I had a visit today with Desmond O'Rourke, president of Pullman, Wash.-based Belrose Inc. The renowned ag economist said that he will soon publish  a free report on his web site called ""Great Recession of 2008 Effects on Consumer Spending."

Desmond has always been patient my questions about the state of the industry in the context of the broader economy. I think readers should watch for Desmond's insights on effects of the recession on consumer spending on fresh produce.  From an advance crop of the report, this excerpt should whet your appetite for the complete report from Desmond:

Total food, food at home and food away from home all showed small increases in current dollars. However, in constant 2004 dollars, expenditure on all food fell by over 10 percent, while that on food away from home fell by more than twice as much as that for food at home, 14.7 percent versus 6.6 percent.

Among the 12 commodity categories shown in table 2, only alcoholic beverages and meats, poultry, fish and eggs had declines in current dollar expenditures (more than 10 percent in both cases). In contrast, only four categories showed increases in 2004 dollars. By far the biggest winner was processed vegetables with a 31 percent real increase in expenditure. It is believed that to save money, many consumers purchased processed vegetables for home use as a substitute for eating out.
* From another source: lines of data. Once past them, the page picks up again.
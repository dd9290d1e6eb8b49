//! Health Check API Handler

use axum::{http::StatusCode, response::IntoResponse};

/// GET /health
/// Health check endpoint
pub async fn health_check() -> impl IntoResponse {
    (StatusCode::OK, "OK")
}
The second largest increase in real expenditures was on fresh fruit, which grew by over 10 percent in 2004 dollars. A close third was the miscellaneous foods category with an increase in real expenditures of almost 10 percent. The two hardest hit categories were alcoholic beverages and the meats, poultry, fish and eggs category. It appears that strapped consumers cut back on protein foods and on alcoholic beverages.

Speaking of emerging from the recession, here is the latest quarterly report on Winn Dixie, follow this link. From the report:

During the 12 weeks ending September 21, 2011, our sales were impacted positively by inflation and sustainable merchandising and marketing initiatives and were impacted negatively by competitive activity and other general market factors. As a result, our net sales increased 3.1% for the 12 weeks ended September 21, 2011, as compared to the corresponding period in the prior fiscal year.

Our identical store sales increased 3.3% as compared to the same period in the prior fiscal year due primarily to a pass through of inflationary price increases in certain categories, and to increases in sales from our fuelperks!® Rewards program and computer generated ordering initiatives, and our remodeled stores. The increases were partially offset by competitive activity and other general market factors, and the continued mix shift from brand name pharmaceutical products to generics.